The prosecutors of Marion, Monroe and Lake counties will not contest Planned Parenthood’s latest lawsuit against Indiana’s abortion requirements, saying the new law likely wouldn’t survive a court challenge.
The suit, filed last month by the ACLU on behalf of Planned Parenthood of Indiana and Kentucky (PPINK), targets a law passed during the 2018 legislative session that would require medical providers to report detailed information to the state about complications rising from abortions. The law also contains a provision requiring annual inspections of abortion clinics.
The ACLU and PPINK argue the law violates the constitution by imposing “unique and burdensome obligations” on abortions and abortion providers.
The suit lists the prosecutors of Marion, Monroe and Lake counties – along with the Indiana State Department of Health, the Medical Licensing Board of Indiana, and others – as defendants because of the location of Planned Parenthood clinics within their jurisdictions.
On Wednesday, those prosecutors released a joint statement directing Attorney General Curtis Hill to concede the merits of the case on their behalf.
“We are tired of being drawn into the annual act of legislative futility to pass abortion-related bills, which inevitably results in lawsuits at taxpayer expense,” Marion County Prosecutor Terry Curry said in the statement.
The state of Indiana has repeatedly attempted to defend new abortion restrictions passed by the Republican-controlled General Assembly in federal court in recent years – and lost each one of those attempts. All three prosecutors who joined Wednesday's statement are Democrats.
In April, the 7th Circuit Court of Appeals ruled that an Indiana law banning abortions because of a fetus’ race, sex or diagnosis of disability signed in 2016 by former Gov. Mike Pence was unconstitutional. The court also struck down a provision that would have required aborted fetuses to be buried or cremated.
A year earlier, in April 2017, U.S. District Judge Tanya Walton Pratt blocked another law from going into effect that would have forced women to undergo an ultrasound at least 18 hours before having an abortion. An appeal of that decision is currently being reviewed by the 7th Circuit.
The state of Indiana also lost a challenge against a 2013 law that would have required abortion clinics to have surgical facilities – even if they only provide the abortion pill.
In total, Curry said he estimates the state of Indiana has paid nearly $300,000 in legal fees to the ACLU because of challenges to recent abortion laws.
“Our priority is to protect the public safety of our local communities with limited time and scarce public resources,” said Monroe County Prosecutor Chris Gaal in Wednesday’s statement. “Our decision to concede the merits of the suit as defendants is not based on our personal beliefs, it is about refusing to participate in a futile legal battle that is a distraction from our important duties.”
Lake County Prosecutor Bernard Carter echoed similar thoughts.

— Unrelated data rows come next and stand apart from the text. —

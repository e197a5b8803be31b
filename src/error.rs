// SPDX-License-Identifier: AGPL-3.0-only
// SPDX-FileCopyrightText: 2025 Steve Clarke <stephenlclarke@mac.com> - https://xyzzy.tools

use std::io;
use std::path::PathBuf;
use thiserror::Error;

/// Fatal failures that abort a scrub run.  Non-fatal conditions (missing
/// hostname source, unreadable extra files) never surface as one of these;
/// they are logged as warnings and the run carries on.
#[derive(Error, Debug)]
pub enum ScrubError {
    #[error("PrivilegeError: {0}")]
    Privilege(String),

    #[error("ConfigError: {0}")]
    Config(String),

    #[error("ExtractionError: {message}")]
    Extraction {
        message: String,
        #[source]
        source: Option<io::Error>,
    },

    #[error("DestinationSetupError: cannot populate {}", path.display())]
    DestinationSetup {
        path: PathBuf,
        #[source]
        source: io::Error,
    },

    #[error("SubstitutionError: {0}")]
    Substitution(String),

    #[error("FileIOError: {action} {}", path.display())]
    FileIo {
        action: &'static str,
        path: PathBuf,
        #[source]
        source: io::Error,
    },

    #[error("ReportError: cannot write {}", path.display())]
    Report {
        path: PathBuf,
        #[source]
        source: csv::Error,
    },

    #[error("ArchiveCreationError: cannot build {}", path.display())]
    ArchiveCreation {
        path: PathBuf,
        #[source]
        source: io::Error,
    },
}

impl ScrubError {
    pub fn extraction(message: impl Into<String>) -> Self {
        ScrubError::Extraction {
            message: message.into(),
            source: None,
        }
    }

    pub fn extraction_io(message: impl Into<String>, source: io::Error) -> Self {
        ScrubError::Extraction {
            message: message.into(),
            source: Some(source),
        }
    }
}

pub type ScrubResult<T> = Result<T, ScrubError>;
// SPDX-License-Identifier: AGPL-3.0-only
// SPDX-FileCopyrightText: 2025 Steve Clarke <stephenlclarke@mac.com> - https://xyzzy.tools

pub mod engine;
pub mod report;
pub mod scrubber;
pub mod table;

pub use engine::{ObfuscationEngine, RootDomain};
pub use report::ReportWriter;
pub use scrubber::LineScrubber;
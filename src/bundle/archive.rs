// SPDX-License-Identifier: AGPL-3.0-only
// SPDX-FileCopyrightText: 2025 Steve Clarke <stephenlclarke@mac.com> - https://xyzzy.tools

use crate::bundle::session::Session;
use crate::error::{ScrubError, ScrubResult};
use crate::logging::RunLog;
use flate2::Compression;
use flate2::write::GzEncoder;
use std::fs::File;
use std::io;
use std::path::{Path, PathBuf};
use tar::Builder;
use walkdir::WalkDir;

/// Packs the scrubbed working copy and the run log into
/// `<session>.tar.gz`.  The session directories are torn down only once the
/// archive is complete on disk.
pub struct ArchiveBuilder<'a> {
    log: &'a RunLog,
}

impl<'a> ArchiveBuilder<'a> {
    pub fn new(log: &'a RunLog) -> Self {
        Self { log }
    }

    pub fn build(&self, session: &Session) -> ScrubResult<PathBuf> {
        let archive_path = session.archive_path();
        self.log.console(format!(
            "Creating Archive - {}",
            archive_path.display()
        ));

        self.write_archive(session, &archive_path)
            .map_err(|source| ScrubError::ArchiveCreation {
                path: archive_path.clone(),
                source,
            })?;

        session.teardown(self.log);
        self.log.console("Scrub Complete");
        Ok(archive_path)
    }

    fn write_archive(&self, session: &Session, archive_path: &Path) -> io::Result<()> {
        let file = File::create(archive_path)?;
        let mut tar = Builder::new(GzEncoder::new(file, Compression::default()));
        tar.follow_symlinks(false);

        let root = Path::new(&session.name);
        for entry in WalkDir::new(&session.working)
            .follow_links(false)
            .min_depth(1)
            .sort_by_file_name()
        {
            let entry = entry?;
            let file_type = entry.file_type();
            if !(file_type.is_file() || file_type.is_symlink()) {
                continue;
            }
            let rel = entry
                .path()
                .strip_prefix(&session.working)
                .map_err(io::Error::other)?;
            let name = root.join(rel);
            self.log.debug(format!(
                "adding {} to {}",
                name.display(),
                archive_path.display()
            ));
            tar.append_path_with_name(entry.path(), &name)?;
        }

        self.log.info("Archiving Complete");

        // The log goes in last so it records the whole run.
        self.log.flush()?;
        tar.append_path_with_name(&session.log_path, format!("{}.log", session.name))?;
        tar.into_inner()?.finish()?;
        Ok(())
    }
}
// SPDX-License-Identifier: AGPL-3.0-only
// SPDX-FileCopyrightText: 2025 Steve Clarke <stephenlclarke@mac.com> - https://xyzzy.tools

use crate::error::{ScrubError, ScrubResult};
use crate::logging::Level;
use crate::obfuscate::RootDomain;
use std::fs::{self, File};
use std::net::Ipv4Addr;
use std::path::{Path, PathBuf};
use std::time::Duration;

pub const DEFAULT_ROOT_DOMAIN: &str = "example.com";
pub const DEFAULT_START_IP: Ipv4Addr = Ipv4Addr::new(10, 230, 230, 1);
pub const DEFAULT_EXTRACT_TIMEOUT_SECS: u64 = 300;

/// Everything a scrub run needs to know up front.
#[derive(Debug, Clone)]
pub struct ScrubOptions {
    pub report: Option<PathBuf>,
    pub files: Vec<PathBuf>,
    pub domains: Vec<String>,
    pub quiet: bool,
    pub log_level: Level,
    pub root_domain: RootDomain,
    pub start_ip: Ipv4Addr,
    pub output_dir: PathBuf,
    pub extract_timeout: Duration,
}

impl ScrubOptions {
    /// Options with defaults for everything but the inputs.
    pub fn new(report: Option<PathBuf>, files: Vec<PathBuf>) -> ScrubResult<Self> {
        Ok(Self {
            report,
            files,
            domains: Vec::new(),
            quiet: false,
            log_level: Level::Info,
            root_domain: RootDomain::parse(DEFAULT_ROOT_DOMAIN)?,
            start_ip: DEFAULT_START_IP,
            output_dir: std::env::temp_dir(),
            extract_timeout: Duration::from_secs(DEFAULT_EXTRACT_TIMEOUT_SECS),
        })
    }

    /// Extra domains, trimmed and de-duplicated in first-seen order.
    pub fn normalised_domains(&self) -> Vec<String> {
        let mut out: Vec<String> = Vec::new();
        for raw in &self.domains {
            let domain = raw.trim().trim_matches('.').to_string();
            if !domain.is_empty() && !out.contains(&domain) {
                out.push(domain);
            }
        }
        out
    }

    pub fn validate(&self) -> ScrubResult<()> {
        if self.report.is_none() && self.files.is_empty() {
            return Err(ScrubError::Config(
                "nothing to do: give a report path and/or --file".to_string(),
            ));
        }
        Ok(())
    }

    /// Verify the run can read its input and write its output before any
    /// work starts.
    pub fn check_privileges(&self) -> ScrubResult<()> {
        if let Some(report) = &self.report {
            check_readable(report)?;
        }
        check_writable_dir(&self.output_dir)
    }
}

fn check_readable(path: &Path) -> ScrubResult<()> {
    let denied = |reason: String| {
        ScrubError::Privilege(format!("cannot read {}: {reason}", path.display()))
    };
    let meta = fs::metadata(path).map_err(|e| denied(e.to_string()))?;
    if meta.is_dir() {
        fs::read_dir(path).map_err(|e| denied(e.to_string()))?;
    } else {
        File::open(path).map_err(|e| denied(e.to_string()))?;
    }
    Ok(())
}

fn check_writable_dir(dir: &Path) -> ScrubResult<()> {
    if !dir.is_dir() {
        return Err(ScrubError::Privilege(format!(
            "output directory {} does not exist",
            dir.display()
        )));
    }
    tempfile::tempfile_in(dir).map_err(|e| {
        ScrubError::Privilege(format!("cannot write to {}: {e}", dir.display()))
    })?;
    Ok(())
}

“When we took office we swore a duty to uphold both the federal and state constitutions, and this law appears just as unconstitutional as the last few attempts to impose such restrictions,” he said.
Attorney General Hill’s office said last month that it planned to “carefully review” the lawsuit to determine what steps, if any, to take.
On Thursday, Hill responded with a combative statement of his own, saying Curry’s directive “has zero force or effect.”
“The protestations of Mr. Curry and the other prosecutors regarding their being drawn into this type of litigation might find a more sympathetic ear with the plaintiff, the ACLU, which chose these three ‘defendants’ who, if they had the authority, would concede the case. How convenient and disingenuous,” Hill said. “If these three prosecutors want out of this case, then they can ask their friends at the ACLU to dismiss them out. As for the defense of the State of Indiana and the decisions on how to proceed in this case, I will make that call.”